With the introduction of that new API, Twitter also introduced a new powerful free product for academics: [The Academic Research product track](https://developer.twitter.com/en/solutions/academic-research).

The track grants free access to full-archive search and other v2 endpoints, with a volume cap of 10,000,000 tweets per month!
If you want to know if you qualify for the track or not, check this [link](https://developer.twitter.com/en/solutions/academic-research/application-info).

I have recently worked on a data analysis research project at Carnegie Mellon University using the capabilites that this track offers, and the power it gives you as a researcher is mindblowing!

Yet since v2 of the API is fairly new, less resources exist if you run into issues through the process of collecting data for your research.

So, in this article, I will go through a step-by-step process from setting up, accessing endpoints, to saving tweets collected in CSV format to use for analysis in the future.

This article will be using an endpoint that is available only for the Academic Research track ([Full-archive Search](https://developer.twitter.com/en/docs/twitter-api/tweets/search/api-reference/get-tweets-search-all) endpoint), but almost everything in this guide can be applied to any other endpoint that is available for all developer accounts.

If you do not have access to the Full-archive Search endpoint, you can still use follow this tutorial using the ([Recent Search](https://developer.twitter.com/en/docs/twitter-api/tweets/search/api-reference/get-tweets-search-recent) endpoint)

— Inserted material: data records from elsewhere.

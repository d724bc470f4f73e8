// SPDX-License-Identifier: Apache-2.0 OR MIT
// Copyright (c) 2025-2026 naskel.com

//! Tagged payload container.
//!
//! A [`Data`] holds one wire value together with its [`Type`]. Constructors
//! derive or validate the type, so the tag always describes what is
//! stored. Native values come out through [`Data::get`] or a
//! [`TypedGetter`](crate::TypedGetter), both of which check the type first.
//!
//! # Example
//!
//! ```rust
//! use labrad_types::{Data, Type};
//!
//! let data = Data::cluster(vec![Data::int(3), Data::string("ch3")]).unwrap();
//! assert_eq!(data.ty().to_string(), "(is)");
//!
//! let (channel, name): (i32, String) = data.get().unwrap();
//! assert_eq!((channel, name.as_str()), (3, "ch3"));
//! assert!(data.get::<i32>().is_err());
//! ```

mod time;
mod value;

pub use time::{Timestamp, LABRAD_EPOCH_OFFSET};
pub use value::{Complex, DataValue};

use crate::error::{Result, TypeError};
use crate::getter::{FromData, Getter, TypedGetter};
use crate::types::{Members, Type};

/// One wire value and its type.
#[derive(Debug, Clone, PartialEq)]
pub struct Data {
    ty: Type,
    value: DataValue,
}

impl Data {
    pub fn empty() -> Self {
        Self::simple(Type::Empty, DataValue::Empty)
    }

    pub fn bool(v: bool) -> Self {
        Self::simple(Type::Bool, DataValue::Bool(v))
    }

    pub fn int(v: i32) -> Self {
        Self::simple(Type::Int, DataValue::Int(v))
    }

    pub fn word(v: u32) -> Self {
        Self::simple(Type::Word, DataValue::Word(v))
    }

    pub fn string(v: impl Into<String>) -> Self {
        Self::bytes(v.into().into_bytes())
    }

    pub fn bytes(v: impl Into<Vec<u8>>) -> Self {
        Self::simple(Type::Str, DataValue::Str(v.into()))
    }

    pub fn time(v: Timestamp) -> Self {
        Self::simple(Type::Time, DataValue::Time(v))
    }

    /// Unitless real value (`v`).
    pub fn real(v: f64) -> Self {
        Self::simple(Type::Value(None), DataValue::Value(v))
    }

    pub fn value_with_units(v: f64, units: impl Into<String>) -> Result<Self> {
        Ok(Self::simple(Type::value_with_units(units)?, DataValue::Value(v)))
    }

    pub fn complex(v: Complex) -> Self {
        Self::simple(Type::Complex(None), DataValue::Complex(v))
    }

    pub fn complex_with_units(v: Complex, units: impl Into<String>) -> Result<Self> {
        Ok(Self::simple(Type::complex_with_units(units)?, DataValue::Complex(v)))
    }

    fn simple(ty: Type, value: DataValue) -> Self {
        Self { ty, value }
    }

    /// Cluster of the given members. Clusters cannot be empty.
    pub fn cluster(members: Vec<Data>) -> Result<Self> {
        let types: Vec<Type> = members.iter().map(|m| m.ty.clone()).collect();
        let ty = Type::Cluster(Members::try_from(types)?);
        Ok(Self {
            ty,
            value: DataValue::Cluster(members),
        })
    }

    /// One-dimensional list, element type taken from the first item.
    ///
    /// An empty list gets element type `_`.
    pub fn list(items: Vec<Data>) -> Result<Self> {
        let element = items.first().map_or(Type::Empty, |first| first.ty.clone());
        Self::list_of(element, items)
    }

    /// One-dimensional list with a declared element type.
    pub fn list_of(element: Type, items: Vec<Data>) -> Result<Self> {
        let shape = vec![items.len()];
        Self::array(element, shape, items)
    }

    /// Rectangular list of `shape.len()` dimensions, items in row-major order.
    ///
    /// Every item must carry exactly `element`, units included; only an
    /// `Any` position in `element` accepts any item type there.
    pub fn array(element: Type, shape: Vec<usize>, items: Vec<Data>) -> Result<Self> {
        if shape.is_empty() {
            return Err(TypeError::InvalidData("list shape has no dimensions".into()));
        }
        let expected = shape
            .iter()
            .try_fold(1usize, |acc, &dim| acc.checked_mul(dim))
            .ok_or_else(|| {
                TypeError::InvalidData(format!("shape {:?} overflows item count", shape))
            })?;
        if expected != items.len() {
            return Err(TypeError::InvalidData(format!(
                "shape {:?} needs {} items, got {}",
                shape,
                expected,
                items.len()
            )));
        }
        if let Some(bad) = items.iter().find(|item| !conforms(&element, &item.ty)) {
            return Err(TypeError::mismatch(&element, &bad.ty));
        }
        let depth = u32::try_from(shape.len())
            .map_err(|_| TypeError::InvalidData("too many list dimensions".into()))?;
        Ok(Self {
            ty: Type::list_nd(element, depth),
            value: DataValue::List { shape, items },
        })
    }

    /// Error record with an optional payload.
    pub fn error(code: i32, message: impl Into<String>, payload: Option<Data>) -> Self {
        let ty = Type::Error(payload.as_ref().map(|p| Box::new(p.ty.clone())));
        Self {
            ty,
            value: DataValue::Error {
                code,
                message: message.into(),
                payload: payload.map(Box::new),
            },
        }
    }

    /// Wire type of the stored value.
    pub fn ty(&self) -> &Type {
        &self.ty
    }

    pub fn value(&self) -> &DataValue {
        &self.value
    }

    pub fn into_value(self) -> DataValue {
        self.value
    }

    /// Tag of the stored value, e.g. `"*(is)"`.
    pub fn tag(&self) -> String {
        self.ty.to_string()
    }

    /// Extracts a native value, checking the type first.
    pub fn get<T: FromData>(&self) -> Result<T> {
        TypedGetter::<T>::of().get(self)
    }

    /// Member `index` of a cluster or item `index` of a list.
    pub fn index(&self, index: usize) -> Result<&Data> {
        let items = match &self.value {
            DataValue::Cluster(items) | DataValue::List { items, .. } => items,
            _ => {
                return Err(TypeError::InvalidData(format!(
                    "cannot index into {}",
                    self.ty.pretty()
                )))
            }
        };
        items.get(index).ok_or_else(|| {
            TypeError::InvalidData(format!("index {} out of bounds ({})", index, items.len()))
        })
    }

    /// Number of members or items; `None` for non-composite payloads.
    pub fn len(&self) -> Option<usize> {
        match &self.value {
            DataValue::Cluster(items) | DataValue::List { items, .. } => Some(items.len()),
            _ => None,
        }
    }

    pub fn is_error(&self) -> bool {
        matches!(self.value, DataValue::Error { .. })
    }

    /// Code, message and payload of an error record.
    pub fn as_error(&self) -> Option<(i32, &str, Option<&Data>)> {
        match &self.value {
            DataValue::Error {
                code,
                message,
                payload,
            } => Some((*code, message, payload.as_deref())),
            _ => None,
        }
    }
}

/// Does a value typed `actual` fit a slot declared `declared` without the
/// slot's tag misdescribing it? Stricter than [`Type::matches`]: units and
/// payload presence must agree exactly.
fn conforms(declared: &Type, actual: &Type) -> bool {
    match (declared, actual) {
        (Type::Any, _) => true,
        (Type::Cluster(ours), Type::Cluster(theirs)) => {
            ours.len() == theirs.len()
                && ours.iter().zip(theirs.iter()).all(|(a, b)| conforms(a, b))
        }
        (
            Type::List { element, depth },
            Type::List {
                element: theirs,
                depth: their_depth,
            },
        ) => depth == their_depth && conforms(element, theirs),
        (Type::Error(Some(ours)), Type::Error(Some(theirs))) => conforms(ours, theirs),
        _ => declared == actual,
    }
}

macro_rules! impl_data_from {
    ($ty:ty, $ctor:ident) => {
        impl From<$ty> for Data {
            fn from(v: $ty) -> Self {
                Data::$ctor(v)
            }
        }
    };
}

impl_data_from!(bool, bool);
impl_data_from!(i32, int);
impl_data_from!(u32, word);
impl_data_from!(f64, real);
impl_data_from!(Complex, complex);
impl_data_from!(Timestamp, time);
impl_data_from!(String, string);
impl_data_from!(&str, string);

impl From<()> for Data {
    fn from(_: ()) -> Self {
        Data::empty()
    }
}

#[cfg(test)]
mod tests {
    use super::*;

    #[test]
    fn test_simple_payloads() {
        assert_eq!(Data::int(42).ty(), Type::int());
        assert_eq!(Data::word(1).ty(), Type::word());
        assert_eq!(Data::from("hi").ty(), Type::str());
        assert_eq!(Data::from(()).ty(), Type::empty());
        assert_eq!(
            Data::value_with_units(1.5, "GHz").expect("units").tag(),
            "v[GHz]"
        );
        assert_eq!(Data::from(2.5).ty(), Type::value());
        assert!(Data::value_with_units(1.0, "a]b").is_err());
        assert_eq!(Data::int(42).value().as_int(), Some(42));
        assert_eq!(Data::int(42).len(), None);
    }

    #[test]
    fn test_cluster_payload() {
        let data = Data::cluster(vec![Data::int(1), Data::string("a"), Data::bool(true)])
            .expect("cluster");
        assert_eq!(data.tag(), "(isb)");
        assert_eq!(data.len(), Some(3));
        assert_eq!(data.index(1).expect("member").value().as_str(), Some("a"));
        assert!(data.index(3).is_err());
        assert!(Data::cluster(Vec::new()).is_err());
    }

    #[test]
    fn test_list_payload() {
        let data = Data::list(vec![Data::int(1), Data::int(2)]).expect("list");
        assert_eq!(data.tag(), "*i");
        assert_eq!(data.value().shape(), Some(&[2][..]));

        let empty = Data::list(Vec::new()).expect("empty list");
        assert_eq!(empty.tag(), "*_");

        let mixed = Data::list(vec![Data::int(1), Data::string("x")]);
        assert!(matches!(mixed, Err(TypeError::TypeMismatch { .. })));
    }

    #[test]
    fn test_array_payload() {
        let items = (0..6).map(Data::int).collect();
        let data = Data::array(Type::Int, vec![2, 3], items).expect("2x3");
        assert_eq!(data.tag(), "*2i");
        assert_eq!(data.len(), Some(6));

        let short = Data::array(Type::Int, vec![2, 3], vec![Data::int(0)]);
        assert!(matches!(short, Err(TypeError::InvalidData(_))));
        assert!(Data::array(Type::Int, Vec::new(), Vec::new()).is_err());
    }

    #[test]
    fn test_array_shape_overflow() {
        let huge = Data::array(Type::Int, vec![usize::MAX, 2], Vec::new());
        assert!(matches!(huge, Err(TypeError::InvalidData(_))));
        let wide = Data::array(Type::Int, vec![1 << (usize::BITS - 1), 2], Vec::new());
        assert!(matches!(wide, Err(TypeError::InvalidData(_))));
    }

    #[test]
    fn test_list_items_keep_declared_units() {
        let hz = Data::value_with_units(1.0, "Hz").expect("units");
        let mv = Data::value_with_units(2.0, "mV").expect("units");

        let mixed = Data::list(vec![hz.clone(), mv.clone()]);
        assert!(matches!(mixed, Err(TypeError::TypeMismatch { .. })));

        let unitless = Data::list_of(Type::Value(None), vec![hz.clone()]);
        assert!(matches!(unitless, Err(TypeError::TypeMismatch { .. })));

        let same = Data::list(vec![hz.clone(), hz.clone()]).expect("same units");
        assert_eq!(same.tag(), "*v[Hz]");

        let any = Data::list_of(Type::Any, vec![hz, mv]).expect("any");
        assert_eq!(any.tag(), "*?");

        let pairs = Data::list_of(
            Type::cluster([Type::Int, Type::Any]),
            vec![
                Data::cluster(vec![Data::int(1), Data::string("a")]).expect("pair"),
                Data::cluster(vec![Data::int(2), Data::bool(true)]).expect("pair"),
            ],
        );
        assert!(pairs.is_ok());

        let bare_error = Data::list_of(
            Type::Error(None),
            vec![Data::error(1, "x", Some(Data::int(3)))],
        );
        assert!(bare_error.is_err());
    }

    #[test]
    fn test_error_payload() {
        let err = Data::error(17, "channel busy", Some(Data::int(3)));
        assert_eq!(err.tag(), "Ei");
        assert!(err.is_error());
        let (code, message, payload) = err.as_error().expect("error record");
        assert_eq!(code, 17);
        assert_eq!(message, "channel busy");
        assert_eq!(payload, Some(&Data::int(3)));

        assert_eq!(Data::error(1, "x", None).tag(), "E");
        assert!(!Data::int(1).is_error());
    }
}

# 2. Pre-requisites to Start

First, we are going to be importing some essential libraries for this guide

In [30]:
# For sending GET requests from the API
import requests

# For saving access tokens and for file management when creating and adding to the dataset
import os

# For dealing with json responses we receive from the API
import json

# For displaying the data after
import pandas as pd

# For saving the response data in CSV format
import csv

# For parsing the dates received from twitter in readable formats
import datetime
import dateutil.parser
import unicodedata

#To add wait time between requests
import time

To be able to send your first request to the Twitter API, you need to have a developer account. If you don't have one yet, you can apply for one [here](https://developer.twitter.com/en/apply-for-access)! (Don't worry its free and you just need to provide some information about the research you plan on pursuing)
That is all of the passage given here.